Apeiron Review | Issue 4

Page 24

Phyllis Green Ilka and Ivan

24

We are squeezed in here like packaged cigars. I only hope Ilka is not taken. Still it feels like a burden is lifted to know little Herman will be cared for by good friends, Betty and John. They have already taken him to England and changed his name to Johnny. I wish my Ilka could have accompanied them but even if she had forged papers, her looks would not pass. She is dark and sad looking. Her desperate eyes with the blueness underneath, her mournful sighs, her tears like afternoon rain, would all be suspect. She cannot laugh playfully like Betty. But of course, Betty would not be mistaken for one of us so laugh she can. The man next to me has let loose his bowels with a squoosh. It is powerful and sickening, but I say nothing. It could also happen to me so who am I to judge. I cover my nose with my left hand. We must bear this conveyance like the canned and smelly sardines that we are and hope for the best.

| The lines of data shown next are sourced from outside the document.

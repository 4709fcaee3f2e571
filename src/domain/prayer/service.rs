use super::error::PrayerServiceError;
use super::{GeneratePrayerRequest, ListPrayersResponse, PrayerListItem, PrayerResponse};
use crate::domain::artifact::{is_audio_key, text_key_for_audio};
use crate::domain::catalog::Catalog;
use crate::infrastructure::artifacts::ArtifactWriter;
use crate::infrastructure::repositories::{GenerationRepository, StorageRepository, TtsRepository};
use async_trait::async_trait;
use futures::future::join_all;
use std::sync::Arc;

pub struct PrayerService {
    catalog: Arc<Catalog>,
    generation_repo: Arc<dyn GenerationRepository>,
    tts_repo: Arc<dyn TtsRepository>,
    storage_repo: Arc<dyn StorageRepository>,
    artifact_writer: Arc<ArtifactWriter>,
}

impl PrayerService {
    pub fn new(
        catalog: Arc<Catalog>,
        generation_repo: Arc<dyn GenerationRepository>,
        tts_repo: Arc<dyn TtsRepository>,
        storage_repo: Arc<dyn StorageRepository>,
        artifact_writer: Arc<ArtifactWriter>,
    ) -> Self {
        Self {
            catalog,
            generation_repo,
            tts_repo,
            storage_repo,
            artifact_writer,
        }
    }
}

#[async_trait]
pub trait PrayerServiceApi: Send + Sync {
    /// Generate a prayer and store it with its narration
    ///
    /// This operation:
    /// - Validates the request against the catalog (no external call on failure)
    /// - Generates the text from the language prompt and the topic
    /// - Synthesizes the text with the language voice
    /// - Uploads audio then text under one fresh identifier
    async fn generate_prayer(
        &self,
        request: GeneratePrayerRequest,
    ) -> Result<PrayerResponse, PrayerServiceError>;

    /// List stored prayers, pairing each audio object with its text
    async fn list_prayers(&self) -> Result<ListPrayersResponse, PrayerServiceError>;
}

#[async_trait]
impl PrayerServiceApi for PrayerService {
    async fn generate_prayer(
        &self,
        request: GeneratePrayerRequest,
    ) -> Result<PrayerResponse, PrayerServiceError> {
        let validated = self
            .catalog
            .validate(&request.topic, &request.writer, &request.language)?;

        tracing::info!(
            topic = %validated.topic,
            writer = %validated.writer,
            language = %validated.language,
            "Prayer generation request"
        );

        let prompt = self.catalog.prompt_for(validated.language, &validated.topic);
        let prayer = self
            .generation_repo
            .generate(&prompt)
            .await
            .map_err(PrayerServiceError::Generation)?;

        let audio = self
            .tts_repo
            .synthesize(&prayer, self.catalog.voice(validated.language))
            .await
            .map_err(PrayerServiceError::Synthesis)?;

        let stored = self
            .artifact_writer
            .write_prayer(&prayer, &audio, validated.language)
            .await?;

        Ok(PrayerResponse {
            prayer,
            audio_url: stored.audio_url,
            text_url: stored.text_url,
            language: validated.language,
        })
    }

    async fn list_prayers(&self) -> Result<ListPrayersResponse, PrayerServiceError> {
        let keys = self
            .storage_repo
            .list_keys()
            .await
            .map_err(PrayerServiceError::Storage)?;

        let entries = keys
            .iter()
            .filter(|key| is_audio_key(key))
            .filter_map(|audio_key| {
                text_key_for_audio(audio_key).map(|text_key| (audio_key.as_str(), text_key))
            })
            .map(|(audio_key, text_key)| self.fetch_entry(audio_key, text_key));

        let prayers = join_all(entries).await;

        tracing::info!(prayer_count = prayers.len(), "Prayers listed");

        Ok(ListPrayersResponse { prayers })
    }
}

impl PrayerService {
    /// A failed text fetch never fails the listing; the entry comes back without text
    async fn fetch_entry(&self, audio_key: &str, text_key: String) -> PrayerListItem {
        let text = match self.storage_repo.get_text(&text_key).await {
            Ok(Some(text)) => Some(text),
            Ok(None) => {
                tracing::warn!(
                    audio_key = audio_key,
                    text_key = %text_key,
                    "Prayer text not found"
                );
                None
            }
            Err(e) => {
                tracing::error!(error = %e, text_key = %text_key, "Failed to fetch prayer text");
                None
            }
        };

        PrayerListItem {
            audio_url: self.storage_repo.public_url(audio_key),
            text_url: self.storage_repo.public_url(&text_key),
            text,
        }
    }
}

Perhaps the rumors are not true. I am considered healthy. They must have low standards as I feel weak and fevered. The food is scarce and moldy. How can I work? But they tattoo me and send me to bury hundreds of my fellow men lying in deep ditches like pieces of garbage. The smell. I puke. Everyone pukes. We shovel earth onto them. They are heaped together like dead rats. Once they were my neighbors, your neighbors, friends who drank and cursed. They told jokes and guffawed. They pissed in the woods. Maybe they spit in your face. They were not perfect. They were human. But now, they are massed together to rot because someone thinks it is the right thing to do. At night, when it is that I can sleep, I dream that I am tossing dirt on Ilka. I see her face in the dead masses in the hole. I wake up in sweat and terror. Where are you, my evening star?